At the same time large progresses were done in the diagnoses and screening of some fetal malformations  in  pregnat women aged <36 y.o.
This pregnat population can be considered no at risck for genetic problems of the fetus but it's not completely immune from this patology. Then, it's important to individualize the genetic problems in this populations to.

 
SCREENING AND  DIAGNOSTIC TESTS

We talk now about the different tests for thef screening and diagnosis of fetal anomalies.

Screening tests: exams  performed without risks and at low costs in a large population for  individualize the subjects to submit at more careful tests. They was normally employed in a population not at risk or at very low risck: in this populations a genetic fetal malformative event is rare.

Diagnostic tests: tests performed  in a selected populations (ie positive to the screening tests) or at risk (pregnat women >36 y.o.)  These tests are able to be talora also invasive, have an diagnostic accuracy (capacity to individualize the fetal malformation) very high and their cost is certainly superior to the screening tests.

In a pregnant woman before age 36, not at  risk for  hereditary diseases it's recommended the use of a screening test. 

TRIPLE-TEST is one of the first and more important test of screening. It it is performed between the 15 and 17 weeks of amenorrea; it is based on the computerized analysis of four elements: the maternal age and three fetus origin serum markers. It individualizes 70% of the Trisomia 21 (Down Syndrome) but also  Edwards Syndrome and Spina Bifida.  The positive patients to the test  should perform the amniocentesis for a definitive diagnosis. Caution: this test is  not reliable in twin pregnancy and maternal diabetes.

DOUBLE-TEST has the advantage to be performed more early between the 11^ and the 14^ weeks. The result depends from the analysis of the maternal age compared to the assay of two maternal ormones. In positive women is recommended shoul perform villocentesis.

GENETIC ULTRASONOGRAPHY
Ultrasound screening is based on the observation that fetuses with  cromosomal abnormalities show some  tipical anatomical  features that can be recognized by ultrasonography of the first quarter of the gestation.
Nucal translucency: most fetuses affected by cromosomal anomalies have a transitory accumulation of liquid in the subcutaneous layers of the neck between 10 and 14 weeks; if the thickness of this zone is > 3 mm the probability of comosomal anomalies is 75%. In these cases is advisable to proceed therefore immediately to a villocentesis and if this is negative is recommended to repeat a careful observation of the fetus by an ecography  of second^ level between the 20 and the 22 week.
Nasal bone architecture: in the november 2001 a group of researchers of the King' s College Hospital of London proposed a further ecographyc marker useful to individualize affected embryos from Syndrome of Down, the study of the nasal bone.

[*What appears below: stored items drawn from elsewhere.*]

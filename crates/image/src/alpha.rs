//! Alpha channel flattening for output formats without transparency.

use image::{Rgb, RgbImage, RgbaImage};

/// Composite an RGBA surface over a solid background, dropping the alpha channel.
pub fn flatten_alpha(surface: &RgbaImage, background: [u8; 3]) -> RgbImage {
    let mut output = RgbImage::new(surface.width(), surface.height());

    for (x, y, pixel) in surface.enumerate_pixels() {
        let [r, g, b, a] = pixel.0;
        let alpha = u32::from(a);
        let blend = |fg: u8, bg: u8| -> u8 {
            // Integer "over" with rounding; stays within 0..=255.
            ((u32::from(fg) * alpha + u32::from(bg) * (255 - alpha) + 127) / 255) as u8
        };
        output.put_pixel(
            x,
            y,
            Rgb([
                blend(r, background[0]),
                blend(g, background[1]),
                blend(b, background[2]),
            ]),
        );
    }

    output
}

#[cfg(test)]
mod tests {
    use super::*;
    use image::Rgba;

    #[test]
    fn test_flatten_over_white() {
        let mut img = RgbaImage::new(2, 2);
        img.put_pixel(0, 0, Rgba([255, 0, 0, 255])); // Opaque red
        img.put_pixel(0, 1, Rgba([0, 255, 0, 128])); // Semi-transparent green
        img.put_pixel(1, 0, Rgba([0, 0, 255, 0])); // Fully transparent blue
        img.put_pixel(1, 1, Rgba([255, 255, 0, 255])); // Opaque yellow

        let result = flatten_alpha(&img, [255, 255, 255]);

        assert_eq!(result.get_pixel(0, 0), &Rgb([255, 0, 0]));
        assert_eq!(result.get_pixel(0, 1), &Rgb([127, 255, 127]));
        assert_eq!(result.get_pixel(1, 0), &Rgb([255, 255, 255]));
        assert_eq!(result.get_pixel(1, 1), &Rgb([255, 255, 0]));
    }

    #[test]
    fn test_flatten_over_custom_background() {
        let mut img = RgbaImage::new(1, 1);
        img.put_pixel(0, 0, Rgba([200, 200, 200, 0]));
        let result = flatten_alpha(&img, [10, 20, 30]);
        assert_eq!(result.get_pixel(0, 0), &Rgb([10, 20, 30]));
    }
}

Most fetuses affected by Down Syndrome has not nasal bone.

The DOUBLE TEST AND GENETIC ULTRASONOGRAPHY are frequently associated.

In pregnant women at risk for age > 36 or  positive in the screening tests or with ereditary problems, it's legitimate to proceed with invasive diagnostic tests whose have a high diagnostic accuracy. 

The CHORIONIC VILLUS SAMPLING is a little sampling of the villi; it's a technology of more recent acquisition. It comes carried out between the 10 and the 12 week and is indicated for the study of the fetal cromosomal map and some enzimatic defects. At this time have a risk of miscarriage aroud  0,5%.

 The AMNIOCENTESIS is undoubtedly the invasive metod for prenatal diagnosis more used in the world. It is directed mainly to the cromosomal evaluation of the fetus. Easy to perform, it has a very low risk of miscarriage (0,2-0,3%). It is carried out between 15 and 16  weeks and consists in the aspiration of about 10-15 ml of amniotic liquid.

The CORDOCENTESIS consists in the withdrawal of a small quantity of fetal blood (1-3ml) from the umbilical cord. It allows to perform different investigations as  citogenetic, biochemical,  immunological, infective.